Nobody appreciates David Paterson, according to David Paterson.
At an event this morning at Hofstra University, where he went to law school, the governor officially launched his campaign for election to a full term with a line referring to the recent rampant rumors about his personal life.
“Well, after all you have heard, there’s one rumor that I will confirm: I’m running for governor,” Paterson said at the start of a nearly 20-minute minute speech, in which he mentioned those rumors several times.
He described himself as a long-shot to win election, thanks to “other candidates [who] will do anything to win,” “special interest” groups who’ve withheld money from his campaign, and the media, which he said has focused more on those “rumors” than his accomplishments.
“The reality is that I’ve done more in my two years as governor that most governors have done in two terms,” he said.
The governor touted his fiscal stewardship of the state, reform of the Rockefeller Drug Laws, and expansion of access to health insurance.
“Our revenues are down twice the national average and yet our foundation is still strong, our credit rating is still high. That is not a rumor. That’s the truth and the people of New York deserve to hear it.”
Of course, some of the accomplishments the governor touted are also what made him unpopular with lawmakers, activists and the public.

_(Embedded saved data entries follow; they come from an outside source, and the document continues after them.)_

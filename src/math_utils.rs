use glam::Vec2;

/// Calculates the (x, y) screen position that results from orbiting around
/// `pivot` at a distance of `radius`.
///
/// Screen space has +Y pointing down, so the sine term is subtracted to keep
/// positive angles turning counterclockwise on screen.
pub fn rotate_around_pivot(pivot: Vec2, radius: f32, angle_radian: f32) -> Vec2 {
    Vec2 {
        x: pivot.x + radius * f32::cos(angle_radian),
        y: pivot.y - radius * f32::sin(angle_radian),
    }
}

/// Returns the screen space angle in radians of `point` as seen from `pivot`.
pub fn screen_angle(point: Vec2, pivot: Vec2) -> f32 {
    let offset = point - pivot;
    f32::atan2(-offset.y, offset.x)
}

“It was a tough time. He made tough choices,” Jay Jacobs, state Democratic Party chairman, told the crowd before the governor spoke. “In this time, in his two years, he has cut an unprecedented $32 billion out of the state’s budget.”
“That doesn’t make you popular,” Jacobs added. “When you cut money from people, it makes you unpopular. There are lots of special interest groups, frankly lots of unions, lots of hard-working folks, that get hit when budgets need to be cut.”
“Innuendo, ridicule and false rumors can leave a long and last effect,” Paterson told the crowd. “And it’s no surprise that this comes in the middle of a budget process when special interests have a lot to lose and at the beginning of a campaign when other candidates will do anything to win.”
Access to business and credit for women and minority owned firms “has sextupled,” the governor said. “Now, sextuple means six times. Lets not get that confused with any rumors, because that is the truth.”
Paterson came into today’s speech widely viewed as unable to win a full term as governor. He trails in public opinion polls and fund-raising to Attorney General Andrew Cuomo–according to The New York Times, surveys show he is less popular than Eliot Spitzer was the day after news of the prostitution scandal broke–who is expected to announce his all-but-certain gubernatorial candidacy in the relatively near future.
Cuomo, who beats Paterson in the polls by a wide margin, has refrained from commenting directly on Paterson’s political prospects, or his own, insisting that the political season is still months away. Paterson aides have already said that they view Cuomo as their main opponent to winning election.
Today, Paterson referred to Cuomo, though not by name, as a candidate buoyed by “special interests.”
“So, if you want a candidate that’s always telling the special interest what they want to hear but has never told the people of New York what they’re going to do about the problems of our time, balancing the budget, balancing the M.T.A. budget, rebuilding Ground Zero, stopping the violence among teenagers, then,” he said, “don’t pick me as governor.”